MATERIAL FOR THE TASK:
•••••

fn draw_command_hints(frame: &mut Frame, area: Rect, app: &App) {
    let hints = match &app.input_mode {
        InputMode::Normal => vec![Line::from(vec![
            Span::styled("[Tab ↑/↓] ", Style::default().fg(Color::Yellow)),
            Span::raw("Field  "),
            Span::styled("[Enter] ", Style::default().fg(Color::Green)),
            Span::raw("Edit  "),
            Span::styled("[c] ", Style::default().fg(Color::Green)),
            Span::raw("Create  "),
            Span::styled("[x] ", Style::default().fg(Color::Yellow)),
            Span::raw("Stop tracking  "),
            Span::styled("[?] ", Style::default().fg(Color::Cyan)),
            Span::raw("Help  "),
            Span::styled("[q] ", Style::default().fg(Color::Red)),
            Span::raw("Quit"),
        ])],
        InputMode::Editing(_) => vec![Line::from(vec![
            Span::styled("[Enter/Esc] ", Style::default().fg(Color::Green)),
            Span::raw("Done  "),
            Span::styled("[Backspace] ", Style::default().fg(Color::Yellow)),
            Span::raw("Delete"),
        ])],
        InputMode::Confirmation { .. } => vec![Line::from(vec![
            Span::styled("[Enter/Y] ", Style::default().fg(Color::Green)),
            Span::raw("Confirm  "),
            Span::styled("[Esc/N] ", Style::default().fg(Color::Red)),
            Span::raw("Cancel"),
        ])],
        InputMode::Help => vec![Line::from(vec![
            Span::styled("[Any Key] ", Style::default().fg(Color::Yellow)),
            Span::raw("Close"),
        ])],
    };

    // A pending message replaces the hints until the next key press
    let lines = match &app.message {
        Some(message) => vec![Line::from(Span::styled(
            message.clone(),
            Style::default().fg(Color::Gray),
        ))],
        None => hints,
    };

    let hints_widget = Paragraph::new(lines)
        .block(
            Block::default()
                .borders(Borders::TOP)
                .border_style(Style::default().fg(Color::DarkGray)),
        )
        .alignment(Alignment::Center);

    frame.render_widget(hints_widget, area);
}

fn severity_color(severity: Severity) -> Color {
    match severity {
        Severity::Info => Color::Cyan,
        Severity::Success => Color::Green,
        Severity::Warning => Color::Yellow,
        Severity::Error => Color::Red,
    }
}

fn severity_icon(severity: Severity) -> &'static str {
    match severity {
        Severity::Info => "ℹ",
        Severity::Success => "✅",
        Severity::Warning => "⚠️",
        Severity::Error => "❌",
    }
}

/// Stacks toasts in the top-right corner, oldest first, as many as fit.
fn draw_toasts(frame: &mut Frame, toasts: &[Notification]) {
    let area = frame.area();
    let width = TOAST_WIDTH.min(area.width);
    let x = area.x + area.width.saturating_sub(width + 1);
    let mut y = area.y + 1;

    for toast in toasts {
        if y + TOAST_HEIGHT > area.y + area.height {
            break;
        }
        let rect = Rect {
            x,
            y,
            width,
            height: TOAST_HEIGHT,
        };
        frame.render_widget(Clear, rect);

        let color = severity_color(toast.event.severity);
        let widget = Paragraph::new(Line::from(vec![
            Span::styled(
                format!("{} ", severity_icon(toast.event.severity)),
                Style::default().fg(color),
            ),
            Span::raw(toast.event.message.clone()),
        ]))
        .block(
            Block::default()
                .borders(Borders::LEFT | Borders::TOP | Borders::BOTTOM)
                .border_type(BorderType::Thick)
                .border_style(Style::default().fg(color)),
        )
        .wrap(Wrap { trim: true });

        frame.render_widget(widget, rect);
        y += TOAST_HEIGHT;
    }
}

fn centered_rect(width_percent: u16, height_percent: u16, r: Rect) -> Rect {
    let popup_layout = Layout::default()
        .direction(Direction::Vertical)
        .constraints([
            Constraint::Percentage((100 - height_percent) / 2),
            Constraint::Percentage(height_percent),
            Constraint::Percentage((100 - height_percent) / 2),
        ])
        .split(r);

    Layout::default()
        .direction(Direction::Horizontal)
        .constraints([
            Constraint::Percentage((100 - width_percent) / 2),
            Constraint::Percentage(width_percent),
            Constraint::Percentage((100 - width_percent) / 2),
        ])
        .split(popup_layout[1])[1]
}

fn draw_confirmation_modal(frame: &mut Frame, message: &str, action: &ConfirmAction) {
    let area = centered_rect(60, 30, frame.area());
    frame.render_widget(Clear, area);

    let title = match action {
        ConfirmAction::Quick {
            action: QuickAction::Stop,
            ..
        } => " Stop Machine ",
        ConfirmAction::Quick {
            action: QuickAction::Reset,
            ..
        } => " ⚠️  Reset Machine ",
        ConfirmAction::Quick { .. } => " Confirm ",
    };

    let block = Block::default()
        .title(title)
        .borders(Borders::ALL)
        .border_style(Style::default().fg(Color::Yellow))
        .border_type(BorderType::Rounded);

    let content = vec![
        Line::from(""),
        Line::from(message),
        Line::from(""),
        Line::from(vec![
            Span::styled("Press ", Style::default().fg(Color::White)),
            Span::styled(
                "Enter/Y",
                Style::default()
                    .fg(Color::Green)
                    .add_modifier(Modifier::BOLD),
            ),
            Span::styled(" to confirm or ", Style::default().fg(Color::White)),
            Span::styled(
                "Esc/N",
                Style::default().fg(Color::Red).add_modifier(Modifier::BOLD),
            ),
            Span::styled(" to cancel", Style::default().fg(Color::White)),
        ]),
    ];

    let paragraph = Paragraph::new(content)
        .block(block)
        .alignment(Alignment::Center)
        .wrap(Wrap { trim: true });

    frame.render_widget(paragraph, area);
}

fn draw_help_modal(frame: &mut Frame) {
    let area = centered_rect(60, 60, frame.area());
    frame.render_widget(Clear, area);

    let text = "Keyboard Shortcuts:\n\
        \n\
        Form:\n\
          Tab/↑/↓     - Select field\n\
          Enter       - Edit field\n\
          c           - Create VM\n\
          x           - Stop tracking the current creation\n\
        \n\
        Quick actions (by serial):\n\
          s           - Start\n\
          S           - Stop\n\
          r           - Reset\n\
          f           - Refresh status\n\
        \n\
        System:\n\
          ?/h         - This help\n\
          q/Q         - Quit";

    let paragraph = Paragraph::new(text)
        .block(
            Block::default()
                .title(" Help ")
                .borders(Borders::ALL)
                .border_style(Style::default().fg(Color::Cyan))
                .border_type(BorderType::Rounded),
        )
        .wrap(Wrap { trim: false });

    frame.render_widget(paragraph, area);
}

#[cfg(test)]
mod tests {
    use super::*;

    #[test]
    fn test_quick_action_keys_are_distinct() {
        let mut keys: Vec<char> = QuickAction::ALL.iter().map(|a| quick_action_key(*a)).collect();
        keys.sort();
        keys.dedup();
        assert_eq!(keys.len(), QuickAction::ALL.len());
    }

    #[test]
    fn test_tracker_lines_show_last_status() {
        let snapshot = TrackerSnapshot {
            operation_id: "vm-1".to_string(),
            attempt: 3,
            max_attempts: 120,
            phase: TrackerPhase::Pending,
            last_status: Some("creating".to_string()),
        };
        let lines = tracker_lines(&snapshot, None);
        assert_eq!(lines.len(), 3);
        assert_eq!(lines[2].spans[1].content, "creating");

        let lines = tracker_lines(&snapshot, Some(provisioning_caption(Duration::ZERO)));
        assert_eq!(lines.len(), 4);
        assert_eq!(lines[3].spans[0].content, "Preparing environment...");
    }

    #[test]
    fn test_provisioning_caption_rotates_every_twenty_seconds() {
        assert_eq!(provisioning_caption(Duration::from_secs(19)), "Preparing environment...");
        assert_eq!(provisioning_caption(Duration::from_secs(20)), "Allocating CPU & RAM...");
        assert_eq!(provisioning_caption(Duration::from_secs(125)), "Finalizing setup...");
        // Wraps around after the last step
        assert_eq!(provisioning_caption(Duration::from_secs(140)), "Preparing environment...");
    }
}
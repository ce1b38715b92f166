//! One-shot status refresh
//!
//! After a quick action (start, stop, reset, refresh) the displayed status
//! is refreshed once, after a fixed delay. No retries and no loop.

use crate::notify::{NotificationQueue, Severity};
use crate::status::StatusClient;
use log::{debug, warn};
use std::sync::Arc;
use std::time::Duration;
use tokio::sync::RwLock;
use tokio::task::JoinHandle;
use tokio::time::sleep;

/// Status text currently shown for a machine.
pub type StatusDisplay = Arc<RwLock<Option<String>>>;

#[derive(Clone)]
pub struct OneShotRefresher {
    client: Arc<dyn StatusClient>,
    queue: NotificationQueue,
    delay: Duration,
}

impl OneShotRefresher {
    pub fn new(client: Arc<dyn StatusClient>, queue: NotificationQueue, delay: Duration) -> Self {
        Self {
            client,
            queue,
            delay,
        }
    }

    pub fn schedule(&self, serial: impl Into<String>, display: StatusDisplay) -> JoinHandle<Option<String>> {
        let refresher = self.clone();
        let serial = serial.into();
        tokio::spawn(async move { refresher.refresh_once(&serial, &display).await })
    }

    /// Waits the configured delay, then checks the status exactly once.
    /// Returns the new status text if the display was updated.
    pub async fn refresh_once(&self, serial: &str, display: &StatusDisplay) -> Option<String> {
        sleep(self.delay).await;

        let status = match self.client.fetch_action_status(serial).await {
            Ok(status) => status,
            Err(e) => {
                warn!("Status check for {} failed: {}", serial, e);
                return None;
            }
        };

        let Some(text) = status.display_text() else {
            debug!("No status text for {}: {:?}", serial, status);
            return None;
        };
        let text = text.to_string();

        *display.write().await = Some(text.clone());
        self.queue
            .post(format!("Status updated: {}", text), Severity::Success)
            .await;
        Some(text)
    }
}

•••••

YOUR OBJECTIVE:
Look through the entries. Copy out each line with "OneShotRefresher" in it.

ANSWER AREA:
pub struct OneShotRefresher {
impl OneShotRefresher {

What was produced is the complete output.